[WHAT IS BEING ASKED] From the data below, copy each line that includes the word "FlowStatus".

[SOURCE MATERIAL]
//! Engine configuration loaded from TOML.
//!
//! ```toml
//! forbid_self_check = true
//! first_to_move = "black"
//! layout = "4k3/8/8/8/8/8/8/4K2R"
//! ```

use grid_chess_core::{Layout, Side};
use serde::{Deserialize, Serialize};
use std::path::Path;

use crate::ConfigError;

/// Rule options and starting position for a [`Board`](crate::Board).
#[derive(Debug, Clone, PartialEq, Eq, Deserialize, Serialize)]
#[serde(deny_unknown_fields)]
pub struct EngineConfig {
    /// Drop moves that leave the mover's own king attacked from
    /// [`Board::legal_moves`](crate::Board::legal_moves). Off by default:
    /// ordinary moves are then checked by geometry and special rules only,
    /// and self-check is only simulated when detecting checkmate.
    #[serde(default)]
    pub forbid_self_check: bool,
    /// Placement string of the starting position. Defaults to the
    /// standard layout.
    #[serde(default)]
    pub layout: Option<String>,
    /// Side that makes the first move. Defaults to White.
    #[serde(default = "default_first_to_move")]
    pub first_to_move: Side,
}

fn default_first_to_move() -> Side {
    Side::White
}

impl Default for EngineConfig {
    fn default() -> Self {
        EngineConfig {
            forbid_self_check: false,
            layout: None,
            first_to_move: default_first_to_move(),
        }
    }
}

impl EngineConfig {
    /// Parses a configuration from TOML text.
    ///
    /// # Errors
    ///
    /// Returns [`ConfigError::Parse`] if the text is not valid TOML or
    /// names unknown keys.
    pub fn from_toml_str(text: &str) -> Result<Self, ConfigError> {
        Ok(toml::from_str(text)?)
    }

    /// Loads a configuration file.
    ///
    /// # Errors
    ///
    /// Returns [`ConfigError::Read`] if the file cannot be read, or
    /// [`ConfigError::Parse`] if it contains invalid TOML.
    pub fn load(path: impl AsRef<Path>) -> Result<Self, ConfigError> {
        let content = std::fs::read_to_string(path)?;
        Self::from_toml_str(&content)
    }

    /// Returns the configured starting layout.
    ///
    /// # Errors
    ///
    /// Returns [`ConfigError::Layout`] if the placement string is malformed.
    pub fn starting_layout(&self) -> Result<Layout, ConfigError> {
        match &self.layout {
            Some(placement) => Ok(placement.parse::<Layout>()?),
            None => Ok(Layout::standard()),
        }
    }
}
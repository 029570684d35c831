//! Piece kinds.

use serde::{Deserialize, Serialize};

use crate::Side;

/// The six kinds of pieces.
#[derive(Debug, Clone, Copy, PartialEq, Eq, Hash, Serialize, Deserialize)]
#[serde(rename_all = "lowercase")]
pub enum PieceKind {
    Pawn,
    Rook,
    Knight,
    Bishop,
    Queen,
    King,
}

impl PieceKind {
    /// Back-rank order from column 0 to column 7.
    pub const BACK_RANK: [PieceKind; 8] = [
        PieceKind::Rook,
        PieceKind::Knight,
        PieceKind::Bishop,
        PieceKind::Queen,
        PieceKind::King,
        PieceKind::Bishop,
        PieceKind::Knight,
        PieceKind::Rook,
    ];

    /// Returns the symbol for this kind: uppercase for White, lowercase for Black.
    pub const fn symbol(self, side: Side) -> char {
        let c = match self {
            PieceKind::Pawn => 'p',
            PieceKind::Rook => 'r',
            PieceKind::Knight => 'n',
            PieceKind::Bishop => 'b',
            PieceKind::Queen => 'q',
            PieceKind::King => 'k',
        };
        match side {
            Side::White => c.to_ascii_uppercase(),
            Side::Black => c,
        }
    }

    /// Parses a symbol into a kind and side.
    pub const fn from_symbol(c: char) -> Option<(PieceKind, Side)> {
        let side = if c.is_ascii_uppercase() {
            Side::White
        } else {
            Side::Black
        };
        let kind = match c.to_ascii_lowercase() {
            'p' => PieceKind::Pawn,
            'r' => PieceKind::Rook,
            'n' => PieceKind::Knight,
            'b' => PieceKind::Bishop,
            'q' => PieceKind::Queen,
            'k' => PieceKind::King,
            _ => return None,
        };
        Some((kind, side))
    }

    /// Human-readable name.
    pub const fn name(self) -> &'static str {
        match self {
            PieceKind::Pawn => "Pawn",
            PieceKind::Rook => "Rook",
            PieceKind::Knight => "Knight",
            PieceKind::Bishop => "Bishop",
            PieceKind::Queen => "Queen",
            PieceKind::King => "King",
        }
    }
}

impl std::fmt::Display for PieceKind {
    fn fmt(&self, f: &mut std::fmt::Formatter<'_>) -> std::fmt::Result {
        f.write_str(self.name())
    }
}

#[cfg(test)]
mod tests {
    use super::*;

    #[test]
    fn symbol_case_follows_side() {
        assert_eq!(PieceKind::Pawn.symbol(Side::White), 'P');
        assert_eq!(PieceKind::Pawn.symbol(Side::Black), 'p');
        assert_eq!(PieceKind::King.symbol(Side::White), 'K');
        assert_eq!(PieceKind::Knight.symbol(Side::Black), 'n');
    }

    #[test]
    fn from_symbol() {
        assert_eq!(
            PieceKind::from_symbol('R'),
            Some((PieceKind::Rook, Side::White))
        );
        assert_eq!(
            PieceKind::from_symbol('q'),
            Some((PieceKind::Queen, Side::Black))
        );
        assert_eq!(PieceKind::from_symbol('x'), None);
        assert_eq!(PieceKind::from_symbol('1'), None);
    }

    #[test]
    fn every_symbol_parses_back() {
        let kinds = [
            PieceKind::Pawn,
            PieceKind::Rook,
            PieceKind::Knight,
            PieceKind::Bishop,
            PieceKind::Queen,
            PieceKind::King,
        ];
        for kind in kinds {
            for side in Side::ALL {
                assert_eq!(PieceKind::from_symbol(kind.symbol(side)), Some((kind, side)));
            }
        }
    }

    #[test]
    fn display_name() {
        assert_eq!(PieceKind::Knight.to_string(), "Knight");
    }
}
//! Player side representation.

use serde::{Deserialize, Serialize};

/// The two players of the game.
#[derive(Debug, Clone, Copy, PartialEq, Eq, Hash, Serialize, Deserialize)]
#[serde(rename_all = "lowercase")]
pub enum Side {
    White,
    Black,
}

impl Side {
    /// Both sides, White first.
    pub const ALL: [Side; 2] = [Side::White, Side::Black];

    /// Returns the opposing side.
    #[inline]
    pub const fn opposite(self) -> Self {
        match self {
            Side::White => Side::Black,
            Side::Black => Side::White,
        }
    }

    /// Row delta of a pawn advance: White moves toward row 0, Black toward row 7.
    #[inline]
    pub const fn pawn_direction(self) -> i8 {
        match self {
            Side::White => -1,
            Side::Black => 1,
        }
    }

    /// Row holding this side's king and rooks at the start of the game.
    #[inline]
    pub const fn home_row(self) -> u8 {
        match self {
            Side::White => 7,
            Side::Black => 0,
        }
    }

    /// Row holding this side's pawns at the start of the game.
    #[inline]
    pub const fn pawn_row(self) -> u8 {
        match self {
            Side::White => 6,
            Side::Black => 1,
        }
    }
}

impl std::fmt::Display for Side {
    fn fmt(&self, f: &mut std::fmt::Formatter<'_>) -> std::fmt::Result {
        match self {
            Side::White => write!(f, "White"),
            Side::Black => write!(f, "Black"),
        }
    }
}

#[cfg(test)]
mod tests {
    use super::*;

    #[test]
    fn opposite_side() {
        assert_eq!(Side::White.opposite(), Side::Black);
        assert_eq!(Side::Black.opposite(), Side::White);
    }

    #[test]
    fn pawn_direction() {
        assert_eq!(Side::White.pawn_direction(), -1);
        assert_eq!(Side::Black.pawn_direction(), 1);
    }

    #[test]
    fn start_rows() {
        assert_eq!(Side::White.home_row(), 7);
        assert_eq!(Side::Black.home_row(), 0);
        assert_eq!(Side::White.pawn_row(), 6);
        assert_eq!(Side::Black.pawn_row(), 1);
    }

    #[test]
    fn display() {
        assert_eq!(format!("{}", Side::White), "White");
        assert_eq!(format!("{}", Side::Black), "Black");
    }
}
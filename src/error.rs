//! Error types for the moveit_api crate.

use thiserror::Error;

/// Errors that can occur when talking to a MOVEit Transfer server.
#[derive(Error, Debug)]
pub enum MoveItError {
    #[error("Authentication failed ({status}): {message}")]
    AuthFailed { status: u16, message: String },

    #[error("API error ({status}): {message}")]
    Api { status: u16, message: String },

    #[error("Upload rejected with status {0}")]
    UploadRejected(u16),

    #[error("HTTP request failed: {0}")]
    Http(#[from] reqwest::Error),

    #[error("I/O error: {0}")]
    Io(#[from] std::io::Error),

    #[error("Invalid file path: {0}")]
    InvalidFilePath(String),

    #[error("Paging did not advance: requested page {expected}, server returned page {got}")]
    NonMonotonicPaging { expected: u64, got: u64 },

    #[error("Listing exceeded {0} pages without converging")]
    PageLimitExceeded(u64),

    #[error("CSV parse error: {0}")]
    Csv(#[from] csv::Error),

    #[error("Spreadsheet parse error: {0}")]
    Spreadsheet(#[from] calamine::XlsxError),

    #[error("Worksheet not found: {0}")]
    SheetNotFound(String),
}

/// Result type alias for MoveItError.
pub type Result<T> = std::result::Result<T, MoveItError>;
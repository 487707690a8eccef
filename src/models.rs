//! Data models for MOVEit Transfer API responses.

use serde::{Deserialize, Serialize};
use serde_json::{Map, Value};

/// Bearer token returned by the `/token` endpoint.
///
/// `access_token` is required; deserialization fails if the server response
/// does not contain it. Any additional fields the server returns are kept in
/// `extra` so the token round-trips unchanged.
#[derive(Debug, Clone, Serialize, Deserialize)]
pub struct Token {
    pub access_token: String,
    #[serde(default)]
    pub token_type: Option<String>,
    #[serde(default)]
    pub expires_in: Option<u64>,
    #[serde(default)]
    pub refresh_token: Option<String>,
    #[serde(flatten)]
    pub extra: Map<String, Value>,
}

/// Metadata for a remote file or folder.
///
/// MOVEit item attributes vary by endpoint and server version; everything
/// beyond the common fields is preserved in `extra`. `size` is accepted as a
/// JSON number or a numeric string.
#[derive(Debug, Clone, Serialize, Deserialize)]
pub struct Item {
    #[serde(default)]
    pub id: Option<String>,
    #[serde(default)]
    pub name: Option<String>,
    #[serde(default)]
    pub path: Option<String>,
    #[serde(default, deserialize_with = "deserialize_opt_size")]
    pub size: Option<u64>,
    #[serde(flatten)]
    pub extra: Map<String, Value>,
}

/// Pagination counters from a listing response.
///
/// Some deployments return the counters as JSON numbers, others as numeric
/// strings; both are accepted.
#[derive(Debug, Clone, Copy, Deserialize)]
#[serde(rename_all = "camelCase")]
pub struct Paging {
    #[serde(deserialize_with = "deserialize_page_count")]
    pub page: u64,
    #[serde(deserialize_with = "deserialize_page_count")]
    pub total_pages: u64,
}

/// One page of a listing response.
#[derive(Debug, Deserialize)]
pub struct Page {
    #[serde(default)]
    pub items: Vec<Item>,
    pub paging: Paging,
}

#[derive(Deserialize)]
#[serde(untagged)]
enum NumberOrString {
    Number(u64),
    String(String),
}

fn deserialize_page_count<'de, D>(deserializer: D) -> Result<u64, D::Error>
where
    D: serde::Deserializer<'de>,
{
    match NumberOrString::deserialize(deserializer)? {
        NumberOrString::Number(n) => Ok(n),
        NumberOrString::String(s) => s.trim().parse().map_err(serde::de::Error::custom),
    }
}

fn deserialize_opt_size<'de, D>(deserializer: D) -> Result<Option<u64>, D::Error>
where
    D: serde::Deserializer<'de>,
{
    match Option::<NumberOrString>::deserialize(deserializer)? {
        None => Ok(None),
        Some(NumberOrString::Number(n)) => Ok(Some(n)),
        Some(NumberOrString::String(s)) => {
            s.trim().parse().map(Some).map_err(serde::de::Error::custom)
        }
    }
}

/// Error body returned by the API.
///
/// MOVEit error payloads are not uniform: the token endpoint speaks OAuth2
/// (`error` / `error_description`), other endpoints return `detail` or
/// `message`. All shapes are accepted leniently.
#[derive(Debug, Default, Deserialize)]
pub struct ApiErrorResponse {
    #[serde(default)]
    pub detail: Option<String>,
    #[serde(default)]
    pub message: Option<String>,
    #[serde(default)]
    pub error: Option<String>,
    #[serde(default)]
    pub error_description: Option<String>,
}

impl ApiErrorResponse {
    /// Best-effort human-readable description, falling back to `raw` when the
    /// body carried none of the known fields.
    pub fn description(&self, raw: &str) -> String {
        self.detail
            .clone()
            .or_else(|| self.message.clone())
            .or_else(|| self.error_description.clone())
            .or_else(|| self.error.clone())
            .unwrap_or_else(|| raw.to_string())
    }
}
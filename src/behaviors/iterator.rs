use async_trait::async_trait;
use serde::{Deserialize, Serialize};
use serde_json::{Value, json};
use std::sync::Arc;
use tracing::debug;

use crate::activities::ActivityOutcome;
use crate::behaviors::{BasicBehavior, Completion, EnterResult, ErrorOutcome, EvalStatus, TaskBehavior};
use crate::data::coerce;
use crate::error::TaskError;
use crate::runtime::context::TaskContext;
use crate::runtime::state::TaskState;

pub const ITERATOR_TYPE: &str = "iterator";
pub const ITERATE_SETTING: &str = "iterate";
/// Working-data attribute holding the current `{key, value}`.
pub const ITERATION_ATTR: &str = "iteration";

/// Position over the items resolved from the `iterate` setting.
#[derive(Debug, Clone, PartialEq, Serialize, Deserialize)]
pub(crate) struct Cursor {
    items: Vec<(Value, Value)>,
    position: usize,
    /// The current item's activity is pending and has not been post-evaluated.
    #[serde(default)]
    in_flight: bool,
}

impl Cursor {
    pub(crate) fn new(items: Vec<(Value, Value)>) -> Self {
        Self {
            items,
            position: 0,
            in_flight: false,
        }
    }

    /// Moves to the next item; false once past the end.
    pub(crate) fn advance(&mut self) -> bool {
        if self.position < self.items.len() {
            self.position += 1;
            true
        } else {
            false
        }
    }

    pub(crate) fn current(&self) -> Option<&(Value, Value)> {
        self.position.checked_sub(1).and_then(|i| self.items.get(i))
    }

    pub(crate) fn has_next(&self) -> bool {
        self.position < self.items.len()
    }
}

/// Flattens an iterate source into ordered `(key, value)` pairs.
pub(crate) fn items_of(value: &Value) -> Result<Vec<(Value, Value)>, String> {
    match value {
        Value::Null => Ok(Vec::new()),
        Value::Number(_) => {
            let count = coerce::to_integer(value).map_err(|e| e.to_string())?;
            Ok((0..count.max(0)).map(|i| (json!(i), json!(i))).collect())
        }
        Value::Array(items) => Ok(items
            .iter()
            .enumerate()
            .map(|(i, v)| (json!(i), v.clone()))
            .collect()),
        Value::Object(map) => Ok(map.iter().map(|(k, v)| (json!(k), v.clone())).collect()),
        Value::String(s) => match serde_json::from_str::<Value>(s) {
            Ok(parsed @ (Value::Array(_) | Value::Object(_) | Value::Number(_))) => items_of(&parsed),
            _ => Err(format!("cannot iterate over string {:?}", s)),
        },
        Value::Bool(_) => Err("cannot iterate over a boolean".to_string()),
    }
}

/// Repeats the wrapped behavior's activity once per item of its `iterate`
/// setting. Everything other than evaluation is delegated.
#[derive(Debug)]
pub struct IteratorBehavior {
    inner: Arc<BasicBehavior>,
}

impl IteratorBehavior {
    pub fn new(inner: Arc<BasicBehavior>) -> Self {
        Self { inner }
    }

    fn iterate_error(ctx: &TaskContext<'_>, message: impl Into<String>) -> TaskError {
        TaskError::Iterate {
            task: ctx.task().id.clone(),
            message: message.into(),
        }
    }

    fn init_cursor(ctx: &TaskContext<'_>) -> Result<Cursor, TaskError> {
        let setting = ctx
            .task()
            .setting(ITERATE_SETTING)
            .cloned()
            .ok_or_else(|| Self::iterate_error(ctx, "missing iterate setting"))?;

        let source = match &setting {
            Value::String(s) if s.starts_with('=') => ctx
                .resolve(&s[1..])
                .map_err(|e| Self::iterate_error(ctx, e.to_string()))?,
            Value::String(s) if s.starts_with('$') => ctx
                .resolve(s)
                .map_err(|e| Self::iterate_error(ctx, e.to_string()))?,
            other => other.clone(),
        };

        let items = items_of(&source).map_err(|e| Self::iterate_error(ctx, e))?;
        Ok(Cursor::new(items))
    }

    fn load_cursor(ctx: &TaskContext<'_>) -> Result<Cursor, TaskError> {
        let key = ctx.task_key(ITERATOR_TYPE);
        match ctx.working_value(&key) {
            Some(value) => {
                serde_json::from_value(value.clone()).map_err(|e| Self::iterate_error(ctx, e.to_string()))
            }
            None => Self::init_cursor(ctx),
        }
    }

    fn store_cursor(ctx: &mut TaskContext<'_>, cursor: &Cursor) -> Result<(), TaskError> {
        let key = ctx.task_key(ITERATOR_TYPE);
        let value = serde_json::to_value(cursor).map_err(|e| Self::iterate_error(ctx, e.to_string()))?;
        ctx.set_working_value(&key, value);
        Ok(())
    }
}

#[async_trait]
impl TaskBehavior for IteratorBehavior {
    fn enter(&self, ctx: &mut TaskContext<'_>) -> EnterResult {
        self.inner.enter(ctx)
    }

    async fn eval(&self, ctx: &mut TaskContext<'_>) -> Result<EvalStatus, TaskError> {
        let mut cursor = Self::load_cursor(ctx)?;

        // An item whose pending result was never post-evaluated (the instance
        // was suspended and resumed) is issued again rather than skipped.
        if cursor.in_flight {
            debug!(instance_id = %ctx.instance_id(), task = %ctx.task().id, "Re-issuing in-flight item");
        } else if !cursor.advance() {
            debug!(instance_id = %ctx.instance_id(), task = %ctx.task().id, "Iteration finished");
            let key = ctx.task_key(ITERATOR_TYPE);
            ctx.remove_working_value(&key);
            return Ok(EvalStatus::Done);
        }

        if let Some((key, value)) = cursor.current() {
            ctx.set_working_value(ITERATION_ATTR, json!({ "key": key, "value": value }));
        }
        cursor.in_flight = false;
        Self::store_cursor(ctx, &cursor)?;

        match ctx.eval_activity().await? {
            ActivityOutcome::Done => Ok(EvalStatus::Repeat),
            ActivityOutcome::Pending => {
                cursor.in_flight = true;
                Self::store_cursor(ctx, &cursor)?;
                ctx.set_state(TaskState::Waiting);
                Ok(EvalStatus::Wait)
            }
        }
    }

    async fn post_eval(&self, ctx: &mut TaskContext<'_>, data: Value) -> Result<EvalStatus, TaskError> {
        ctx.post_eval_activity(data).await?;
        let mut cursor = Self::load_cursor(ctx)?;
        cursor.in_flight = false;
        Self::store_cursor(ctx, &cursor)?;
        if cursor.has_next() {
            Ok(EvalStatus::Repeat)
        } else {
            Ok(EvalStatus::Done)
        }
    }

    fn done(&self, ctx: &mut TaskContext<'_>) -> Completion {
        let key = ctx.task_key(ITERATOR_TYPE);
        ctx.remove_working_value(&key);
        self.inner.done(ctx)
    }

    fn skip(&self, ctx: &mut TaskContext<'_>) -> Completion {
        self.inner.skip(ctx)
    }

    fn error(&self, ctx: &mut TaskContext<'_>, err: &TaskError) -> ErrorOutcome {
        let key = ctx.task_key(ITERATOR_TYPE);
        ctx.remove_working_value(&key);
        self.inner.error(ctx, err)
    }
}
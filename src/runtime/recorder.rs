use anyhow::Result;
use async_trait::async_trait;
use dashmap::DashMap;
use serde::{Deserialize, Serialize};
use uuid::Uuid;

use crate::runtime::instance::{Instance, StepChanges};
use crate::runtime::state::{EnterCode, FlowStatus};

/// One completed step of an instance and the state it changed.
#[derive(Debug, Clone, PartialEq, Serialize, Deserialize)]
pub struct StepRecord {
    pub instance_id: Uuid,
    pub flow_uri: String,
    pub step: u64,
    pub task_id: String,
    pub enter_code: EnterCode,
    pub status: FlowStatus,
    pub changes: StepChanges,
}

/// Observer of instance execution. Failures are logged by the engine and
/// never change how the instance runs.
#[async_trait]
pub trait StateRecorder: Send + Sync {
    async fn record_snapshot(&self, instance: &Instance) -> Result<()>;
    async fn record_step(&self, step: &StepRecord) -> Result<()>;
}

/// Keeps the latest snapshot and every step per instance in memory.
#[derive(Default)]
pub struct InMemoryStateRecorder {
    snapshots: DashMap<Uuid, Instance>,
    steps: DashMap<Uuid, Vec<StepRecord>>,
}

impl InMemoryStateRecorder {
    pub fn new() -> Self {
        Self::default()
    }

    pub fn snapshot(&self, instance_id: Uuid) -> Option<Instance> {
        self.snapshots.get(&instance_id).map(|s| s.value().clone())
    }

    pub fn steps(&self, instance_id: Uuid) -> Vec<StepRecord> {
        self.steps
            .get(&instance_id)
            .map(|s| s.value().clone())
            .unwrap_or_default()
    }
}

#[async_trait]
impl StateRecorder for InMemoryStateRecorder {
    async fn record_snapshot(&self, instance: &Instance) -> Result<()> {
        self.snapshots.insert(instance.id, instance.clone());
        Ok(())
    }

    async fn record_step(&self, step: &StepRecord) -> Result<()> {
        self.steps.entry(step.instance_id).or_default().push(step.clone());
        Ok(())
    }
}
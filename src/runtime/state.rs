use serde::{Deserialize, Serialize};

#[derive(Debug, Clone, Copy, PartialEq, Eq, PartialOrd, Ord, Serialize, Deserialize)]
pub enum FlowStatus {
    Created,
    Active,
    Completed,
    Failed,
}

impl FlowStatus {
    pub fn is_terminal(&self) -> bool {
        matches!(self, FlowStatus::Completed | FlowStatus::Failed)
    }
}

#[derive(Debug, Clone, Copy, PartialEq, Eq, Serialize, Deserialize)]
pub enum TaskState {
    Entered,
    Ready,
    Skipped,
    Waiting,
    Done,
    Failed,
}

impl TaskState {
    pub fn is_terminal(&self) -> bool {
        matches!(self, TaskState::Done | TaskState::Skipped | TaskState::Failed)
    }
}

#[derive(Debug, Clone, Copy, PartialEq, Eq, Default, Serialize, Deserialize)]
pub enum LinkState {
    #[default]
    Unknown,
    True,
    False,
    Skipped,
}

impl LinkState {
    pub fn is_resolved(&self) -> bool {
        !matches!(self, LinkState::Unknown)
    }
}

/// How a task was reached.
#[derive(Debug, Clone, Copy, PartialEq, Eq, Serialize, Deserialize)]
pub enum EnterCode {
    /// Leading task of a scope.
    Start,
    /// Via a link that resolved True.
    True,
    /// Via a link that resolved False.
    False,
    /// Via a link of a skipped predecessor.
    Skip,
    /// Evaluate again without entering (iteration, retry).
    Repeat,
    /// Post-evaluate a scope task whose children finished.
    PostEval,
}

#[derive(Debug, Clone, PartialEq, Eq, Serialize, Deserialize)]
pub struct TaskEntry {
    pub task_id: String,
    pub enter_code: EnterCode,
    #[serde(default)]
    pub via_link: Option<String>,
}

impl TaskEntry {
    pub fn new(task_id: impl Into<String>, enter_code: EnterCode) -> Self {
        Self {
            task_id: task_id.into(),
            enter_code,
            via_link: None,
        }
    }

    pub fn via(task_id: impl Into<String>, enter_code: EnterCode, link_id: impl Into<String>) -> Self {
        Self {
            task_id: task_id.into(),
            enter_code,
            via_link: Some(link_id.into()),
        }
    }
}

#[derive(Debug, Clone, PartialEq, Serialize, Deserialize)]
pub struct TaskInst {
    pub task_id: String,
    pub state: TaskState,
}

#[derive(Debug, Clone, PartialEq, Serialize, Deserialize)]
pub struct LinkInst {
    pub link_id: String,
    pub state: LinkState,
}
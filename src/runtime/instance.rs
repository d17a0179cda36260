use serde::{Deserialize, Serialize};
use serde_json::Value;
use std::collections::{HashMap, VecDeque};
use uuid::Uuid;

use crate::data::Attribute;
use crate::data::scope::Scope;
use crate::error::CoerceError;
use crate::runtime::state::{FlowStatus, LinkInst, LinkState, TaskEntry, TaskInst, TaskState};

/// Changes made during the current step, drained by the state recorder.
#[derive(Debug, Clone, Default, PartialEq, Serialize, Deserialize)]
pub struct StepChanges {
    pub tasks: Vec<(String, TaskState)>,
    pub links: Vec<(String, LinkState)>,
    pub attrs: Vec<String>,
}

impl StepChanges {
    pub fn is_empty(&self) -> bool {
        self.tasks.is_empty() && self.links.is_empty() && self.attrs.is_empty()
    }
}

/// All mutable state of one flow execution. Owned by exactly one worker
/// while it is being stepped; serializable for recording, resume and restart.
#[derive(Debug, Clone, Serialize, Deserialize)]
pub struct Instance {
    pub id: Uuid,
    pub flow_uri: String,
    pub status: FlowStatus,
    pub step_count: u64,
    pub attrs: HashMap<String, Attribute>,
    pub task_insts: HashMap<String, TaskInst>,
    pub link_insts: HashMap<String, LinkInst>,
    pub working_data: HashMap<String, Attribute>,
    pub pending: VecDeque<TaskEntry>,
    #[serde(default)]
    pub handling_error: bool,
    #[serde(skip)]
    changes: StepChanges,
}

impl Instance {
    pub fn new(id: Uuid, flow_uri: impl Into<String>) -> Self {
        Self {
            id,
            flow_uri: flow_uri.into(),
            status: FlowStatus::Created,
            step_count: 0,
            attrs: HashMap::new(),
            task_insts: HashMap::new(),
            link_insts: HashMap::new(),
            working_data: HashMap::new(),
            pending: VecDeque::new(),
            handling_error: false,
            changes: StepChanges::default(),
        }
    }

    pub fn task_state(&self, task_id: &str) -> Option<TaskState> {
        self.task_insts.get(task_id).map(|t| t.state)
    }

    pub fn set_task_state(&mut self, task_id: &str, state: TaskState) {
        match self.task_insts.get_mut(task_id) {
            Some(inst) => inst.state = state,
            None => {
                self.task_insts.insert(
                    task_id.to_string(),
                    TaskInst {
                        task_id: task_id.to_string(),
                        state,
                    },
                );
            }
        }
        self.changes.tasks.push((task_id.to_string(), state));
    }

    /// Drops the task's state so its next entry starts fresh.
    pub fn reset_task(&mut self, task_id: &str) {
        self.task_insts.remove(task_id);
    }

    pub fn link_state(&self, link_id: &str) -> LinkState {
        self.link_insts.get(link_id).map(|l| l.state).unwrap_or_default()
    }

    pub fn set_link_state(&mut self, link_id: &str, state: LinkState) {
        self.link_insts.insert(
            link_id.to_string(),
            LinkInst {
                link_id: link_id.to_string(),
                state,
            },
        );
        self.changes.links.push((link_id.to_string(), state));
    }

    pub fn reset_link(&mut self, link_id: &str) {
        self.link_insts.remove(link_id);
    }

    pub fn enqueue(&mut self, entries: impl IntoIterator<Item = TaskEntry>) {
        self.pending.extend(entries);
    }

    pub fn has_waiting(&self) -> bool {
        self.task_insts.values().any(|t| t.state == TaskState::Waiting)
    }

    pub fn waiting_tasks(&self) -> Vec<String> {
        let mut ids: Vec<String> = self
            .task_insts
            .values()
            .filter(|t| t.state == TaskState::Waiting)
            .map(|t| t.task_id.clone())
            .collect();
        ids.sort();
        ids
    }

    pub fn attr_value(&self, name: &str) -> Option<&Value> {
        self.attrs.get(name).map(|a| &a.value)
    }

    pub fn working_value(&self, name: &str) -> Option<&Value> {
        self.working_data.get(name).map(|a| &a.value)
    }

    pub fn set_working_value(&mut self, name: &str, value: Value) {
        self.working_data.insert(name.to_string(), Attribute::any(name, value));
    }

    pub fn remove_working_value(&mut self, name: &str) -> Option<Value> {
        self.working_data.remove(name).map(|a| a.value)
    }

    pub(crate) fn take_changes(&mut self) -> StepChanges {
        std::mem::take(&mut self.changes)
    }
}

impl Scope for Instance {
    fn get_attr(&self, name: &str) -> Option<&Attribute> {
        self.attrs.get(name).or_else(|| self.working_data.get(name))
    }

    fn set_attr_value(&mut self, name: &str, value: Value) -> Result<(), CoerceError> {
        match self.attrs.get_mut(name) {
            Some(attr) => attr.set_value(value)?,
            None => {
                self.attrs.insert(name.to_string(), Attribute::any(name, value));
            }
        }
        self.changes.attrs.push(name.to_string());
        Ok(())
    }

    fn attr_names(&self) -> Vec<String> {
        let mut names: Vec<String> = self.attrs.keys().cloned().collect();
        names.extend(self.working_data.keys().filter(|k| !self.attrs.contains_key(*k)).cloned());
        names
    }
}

[THE ANSWER]
use crate::runtime::state::{EnterCode, FlowStatus};
    pub status: FlowStatus,
pub enum FlowStatus {
impl FlowStatus {
        matches!(self, FlowStatus::Completed | FlowStatus::Failed)
use crate::runtime::state::{FlowStatus, LinkInst, LinkState, TaskEntry, TaskInst, TaskState};
    pub status: FlowStatus,
            status: FlowStatus::Created,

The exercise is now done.